Here, $g[\boldsymbol{\phi}]$ is a function that returns a scalar. This scalar takes on larger values when the parameters are less desirable.

The term $\lambda$ is a positive scalar that determines the relative influence of the regularization term.

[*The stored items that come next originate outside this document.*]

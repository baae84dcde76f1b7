use std::collections::BTreeSet;

use crate::config::SyncConfig;
use crate::directory::Directory;
use crate::error::SyncError;
use crate::grouper::complement_groups;
use crate::model::{CandidateGroup, RowSet, SyncMeta, SyncReport};
use crate::reconcile::GroupReconciler;
use crate::resolver::{EntityIndex, IdentityResolver};
use crate::tracker::ChangeTracker;

/// Group rows without touching the directory. Fails on schema errors.
pub fn preview(rows: &RowSet, config: &SyncConfig) -> Result<Vec<CandidateGroup>, SyncError> {
    config.validate()?;
    config.grouping_spec().group(rows)
}

/// Reconcile every group derived from `rows` against `directory`.
///
/// Schema errors and index-building failures abort before any group is
/// touched. Everything after that is recorded in `tracker`; the returned
/// report carries its snapshot.
pub fn run<D: Directory + ?Sized>(
    directory: &D,
    rows: &RowSet,
    config: &SyncConfig,
    tracker: &mut ChangeTracker,
) -> Result<SyncReport, SyncError> {
    let mut groups = preview(rows, config)?;
    log::info!(
        "derived {} candidate group(s) from {} row(s)",
        groups.len(),
        rows.len()
    );

    let resolver = IdentityResolver::new(directory);
    let group_index = resolver.index_groups()?;

    let entity_index = if config.delete {
        EntityIndex::default()
    } else {
        let types: BTreeSet<String> = groups.iter().map(|g| g.entity_type.clone()).collect();
        resolver.index_entities(&types, config.case_sensitive)?
    };

    if config.complement {
        complement_groups(&mut groups, &entity_index);
    }

    let mut reconciler = GroupReconciler::new(
        directory,
        config.reconcile_options(),
        &group_index,
        &entity_index,
        tracker,
    );
    for group in &groups {
        reconciler.reconcile(group);
    }

    Ok(SyncReport {
        meta: SyncMeta {
            engine_version: env!("CARGO_PKG_VERSION").to_string(),
            run_at: chrono::Utc::now().to_rfc3339(),
            dry_run: config.dry_run,
            delete_mode: config.delete,
            groups: groups.len(),
        },
        changes: tracker.snapshot(),
    })
}
use std::process::Command;

fn main() {
    // Embed git commit hash for `groupsync --version`
    println!("cargo:rerun-if-changed=../../.git/HEAD");
    println!("cargo:rerun-if-changed=../../.git/refs/heads");

    let git_hash = Command::new("git")
        .args(["rev-parse", "--short=7", "HEAD"])
        .output()
        .ok()
        .filter(|output| output.status.success())
        .and_then(|output| String::from_utf8(output.stdout).ok())
        .map(|s| s.trim().to_string())
        .unwrap_or_else(|| "unknown".to_string());
    println!("cargo:rustc-env=GIT_COMMIT_HASH={git_hash}");

    let target = std::env::var("TARGET").unwrap_or_else(|_| "unknown".to_string());
    println!("cargo:rustc-env=TARGET={target}");
}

One of the most frequently used regularization terms is the **L2 norm**, which imposes a penalty on the sum of the squares of the parameter values:

$$\hat{\phi} = \underset{\boldsymbol{\phi}}{\mathrm{argmin}} \left[ \Sigma_{i=1}^{m} l_i[x_i, y_i] + \lambda \cdot \Sigma_{j} \boldsymbol{\phi_j}^2\right]
$$

In the context of neural networks, L2 regularization is typically applied to the weights rather than the biases. Hence, it is often referred to as a **weight decay** term.

In [None]:
import tensorflow as tf
from tensorflow.keras.callbacks import ReduceLROnPlateau, EarlyStopping
import matplotlib.pyplot as plt

In [None]:
(X_train, y_train), (X_test, y_test) = tf.keras.datasets.cifar10.load_data()
assert X_train.shape == (50000, 32, 32, 3)
assert X_test.shape == (10000, 32, 32, 3)
assert y_train.shape == (50000, 1)
assert y_test.shape == (10000, 1)

In [None]:
# Convert the data to TensorFlow Datasets
train_ds = tf.data.Dataset.from_tensor_slices((X_train, y_train))
test_ds = tf.data.Dataset.from_tensor_slices((X_test, y_test))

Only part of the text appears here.